• _PROBLEM STATEMENT_
Output every line of the listing as it stands.

━━━━━━━━━━━━━━━━

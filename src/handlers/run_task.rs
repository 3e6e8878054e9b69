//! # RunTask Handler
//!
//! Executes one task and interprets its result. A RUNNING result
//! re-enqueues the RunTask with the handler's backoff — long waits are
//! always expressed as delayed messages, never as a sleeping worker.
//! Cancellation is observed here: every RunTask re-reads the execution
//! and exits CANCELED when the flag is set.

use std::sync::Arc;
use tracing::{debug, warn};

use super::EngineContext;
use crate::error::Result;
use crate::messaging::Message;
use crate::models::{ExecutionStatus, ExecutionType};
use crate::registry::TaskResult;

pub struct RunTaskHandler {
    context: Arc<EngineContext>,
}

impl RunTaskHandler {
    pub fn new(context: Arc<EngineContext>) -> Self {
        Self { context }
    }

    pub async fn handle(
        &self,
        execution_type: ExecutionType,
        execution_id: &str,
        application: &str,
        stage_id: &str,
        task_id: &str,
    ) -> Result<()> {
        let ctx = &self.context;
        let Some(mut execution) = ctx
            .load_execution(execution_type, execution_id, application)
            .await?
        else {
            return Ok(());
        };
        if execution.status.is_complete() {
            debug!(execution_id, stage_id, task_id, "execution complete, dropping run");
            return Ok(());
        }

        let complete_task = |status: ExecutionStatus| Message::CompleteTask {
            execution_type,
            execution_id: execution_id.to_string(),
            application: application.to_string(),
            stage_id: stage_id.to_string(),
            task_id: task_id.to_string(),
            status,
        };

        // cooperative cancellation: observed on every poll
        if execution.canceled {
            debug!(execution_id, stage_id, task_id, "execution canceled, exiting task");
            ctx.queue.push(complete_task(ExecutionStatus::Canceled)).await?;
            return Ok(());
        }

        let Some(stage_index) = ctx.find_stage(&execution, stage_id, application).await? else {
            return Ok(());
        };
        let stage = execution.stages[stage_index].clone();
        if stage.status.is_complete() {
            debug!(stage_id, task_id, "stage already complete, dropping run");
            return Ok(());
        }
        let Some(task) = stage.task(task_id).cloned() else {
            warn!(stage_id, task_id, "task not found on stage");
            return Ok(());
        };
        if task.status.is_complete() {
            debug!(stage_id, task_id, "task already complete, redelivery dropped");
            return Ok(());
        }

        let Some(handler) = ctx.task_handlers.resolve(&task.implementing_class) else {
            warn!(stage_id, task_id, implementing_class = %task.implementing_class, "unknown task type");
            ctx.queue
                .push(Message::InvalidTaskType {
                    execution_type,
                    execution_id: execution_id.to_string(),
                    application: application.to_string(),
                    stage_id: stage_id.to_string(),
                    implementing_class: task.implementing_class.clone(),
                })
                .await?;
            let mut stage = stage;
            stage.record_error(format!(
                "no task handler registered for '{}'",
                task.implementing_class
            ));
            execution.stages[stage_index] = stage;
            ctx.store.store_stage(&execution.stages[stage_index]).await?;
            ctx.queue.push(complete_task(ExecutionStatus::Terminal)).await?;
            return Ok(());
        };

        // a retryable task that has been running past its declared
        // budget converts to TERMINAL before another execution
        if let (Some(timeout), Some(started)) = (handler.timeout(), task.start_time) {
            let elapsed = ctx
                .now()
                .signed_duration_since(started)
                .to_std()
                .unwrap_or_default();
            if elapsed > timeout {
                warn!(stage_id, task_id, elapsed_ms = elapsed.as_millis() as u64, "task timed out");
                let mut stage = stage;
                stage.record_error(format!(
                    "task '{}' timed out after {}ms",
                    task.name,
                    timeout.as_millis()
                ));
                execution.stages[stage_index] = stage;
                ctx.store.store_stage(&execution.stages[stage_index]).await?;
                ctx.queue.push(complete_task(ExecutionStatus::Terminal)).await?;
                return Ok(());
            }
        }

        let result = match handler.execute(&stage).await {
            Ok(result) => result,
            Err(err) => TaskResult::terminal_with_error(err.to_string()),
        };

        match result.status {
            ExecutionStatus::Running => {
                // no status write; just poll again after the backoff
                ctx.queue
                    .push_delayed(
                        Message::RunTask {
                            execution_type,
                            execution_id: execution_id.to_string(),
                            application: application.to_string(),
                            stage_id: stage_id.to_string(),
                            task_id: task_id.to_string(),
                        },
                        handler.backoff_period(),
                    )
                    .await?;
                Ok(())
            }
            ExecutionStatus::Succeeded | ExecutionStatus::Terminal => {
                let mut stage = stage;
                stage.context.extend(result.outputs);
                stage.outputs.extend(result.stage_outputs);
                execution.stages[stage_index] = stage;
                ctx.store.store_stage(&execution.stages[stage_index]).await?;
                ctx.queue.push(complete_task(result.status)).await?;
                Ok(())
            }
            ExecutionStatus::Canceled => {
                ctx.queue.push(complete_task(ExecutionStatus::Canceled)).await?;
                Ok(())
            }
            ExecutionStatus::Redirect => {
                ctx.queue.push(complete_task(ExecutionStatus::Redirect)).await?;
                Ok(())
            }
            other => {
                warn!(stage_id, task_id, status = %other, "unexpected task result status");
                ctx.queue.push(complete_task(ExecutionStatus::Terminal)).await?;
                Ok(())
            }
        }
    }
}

━━━━━━━━━━━━━━━━

• _SOLVED EXERCISE_
filename src/handlers/run_task.rs
repository 3e6e8878054e9b69
//! # RunTask Handler
//!
//! Executes one task and interprets its result. A RUNNING result
//! re-enqueues the RunTask with the handler's backoff — long waits are
//! always expressed as delayed messages, never as a sleeping worker.
//! Cancellation is observed here: every RunTask re-reads the execution
//! and exits CANCELED when the flag is set.

use std::sync::Arc;
use tracing::{debug, warn};

use super::EngineContext;
use crate::error::Result;
use crate::messaging::Message;
use crate::models::{ExecutionStatus, ExecutionType};
use crate::registry::TaskResult;

pub struct RunTaskHandler {
    context: Arc<EngineContext>,
}

impl RunTaskHandler {
    pub fn new(context: Arc<EngineContext>) -> Self {
        Self { context }
    }

    pub async fn handle(
        &self,
        execution_type: ExecutionType,
        execution_id: &str,
        application: &str,
        stage_id: &str,
        task_id: &str,
    ) -> Result<()> {
        let ctx = &self.context;
        let Some(mut execution) = ctx
            .load_execution(execution_type, execution_id, application)
            .await?
        else {
            return Ok(());
        };
        if execution.status.is_complete() {
            debug!(execution_id, stage_id, task_id, "execution complete, dropping run");
            return Ok(());
        }

        let complete_task = |status: ExecutionStatus| Message::CompleteTask {
            execution_type,
            execution_id: execution_id.to_string(),
            application: application.to_string(),
            stage_id: stage_id.to_string(),
            task_id: task_id.to_string(),
            status,
        };

        // cooperative cancellation: observed on every poll
        if execution.canceled {
            debug!(execution_id, stage_id, task_id, "execution canceled, exiting task");
            ctx.queue.push(complete_task(ExecutionStatus::Canceled)).await?;
            return Ok(());
        }

        let Some(stage_index) = ctx.find_stage(&execution, stage_id, application).await? else {
            return Ok(());
        };
        let stage = execution.stages[stage_index].clone();
        if stage.status.is_complete() {
            debug!(stage_id, task_id, "stage already complete, dropping run");
            return Ok(());
        }
        let Some(task) = stage.task(task_id).cloned() else {
            warn!(stage_id, task_id, "task not found on stage");
            return Ok(());
        };
        if task.status.is_complete() {
            debug!(stage_id, task_id, "task already complete, redelivery dropped");
            return Ok(());
        }

        let Some(handler) = ctx.task_handlers.resolve(&task.implementing_class) else {
            warn!(stage_id, task_id, implementing_class = %task.implementing_class, "unknown task type");
            ctx.queue
                .push(Message::InvalidTaskType {
                    execution_type,
                    execution_id: execution_id.to_string(),
                    application: application.to_string(),
                    stage_id: stage_id.to_string(),
                    implementing_class: task.implementing_class.clone(),
                })
                .await?;
            let mut stage = stage;
            stage.record_error(format!(
                "no task handler registered for '{}'",
                task.implementing_class
            ));
            execution.stages[stage_index] = stage;
            ctx.store.store_stage(&execution.stages[stage_index]).await?;
            ctx.queue.push(complete_task(ExecutionStatus::Terminal)).await?;
            return Ok(());
        };

        // a retryable task that has been running past its declared
        // budget converts to TERMINAL before another execution
        if let (Some(timeout), Some(started)) = (handler.timeout(), task.start_time) {
            let elapsed = ctx
                .now()
                .signed_duration_since(started)
                .to_std()
                .unwrap_or_default();
            if elapsed > timeout {
                warn!(stage_id, task_id, elapsed_ms = elapsed.as_millis() as u64, "task timed out");
                let mut stage = stage;
                stage.record_error(format!(
                    "task '{}' timed out after {}ms",
                    task.name,
                    timeout.as_millis()
                ));
                execution.stages[stage_index] = stage;
                ctx.store.store_stage(&execution.stages[stage_index]).await?;
                ctx.queue.push(complete_task(ExecutionStatus::Terminal)).await?;
                return Ok(());
            }
        }

        let result = match handler.execute(&stage).await {
            Ok(result) => result,
            Err(err) => TaskResult::terminal_with_error(err.to_string()),
        };

        match result.status {
            ExecutionStatus::Running => {
                // no status write; just poll again after the backoff
                ctx.queue
                    .push_delayed(
                        Message::RunTask {
                            execution_type,
                            execution_id: execution_id.to_string(),
                            application: application.to_string(),
                            stage_id: stage_id.to_string(),
                            task_id: task_id.to_string(),
                        },
                        handler.backoff_period(),
                    )
                    .await?;
                Ok(())
            }
            ExecutionStatus::Succeeded | ExecutionStatus::Terminal => {
                let mut stage = stage;
                stage.context.extend(result.outputs);
                stage.outputs.extend(result.stage_outputs);
                execution.stages[stage_index] = stage;
                ctx.store.store_stage(&execution.stages[stage_index]).await?;
                ctx.queue.push(complete_task(result.status)).await?;
                Ok(())
            }
            ExecutionStatus::Canceled => {
                ctx.queue.push(complete_task(ExecutionStatus::Canceled)).await?;
                Ok(())
            }
            ExecutionStatus::Redirect => {
                ctx.queue.push(complete_task(ExecutionStatus::Redirect)).await?;
                Ok(())
            }
            other => {
                warn!(stage_id, task_id, status = %other, "unexpected task result status");
                ctx.queue.push(complete_task(ExecutionStatus::Terminal)).await?;
                Ok(())
            }
        }
    }
}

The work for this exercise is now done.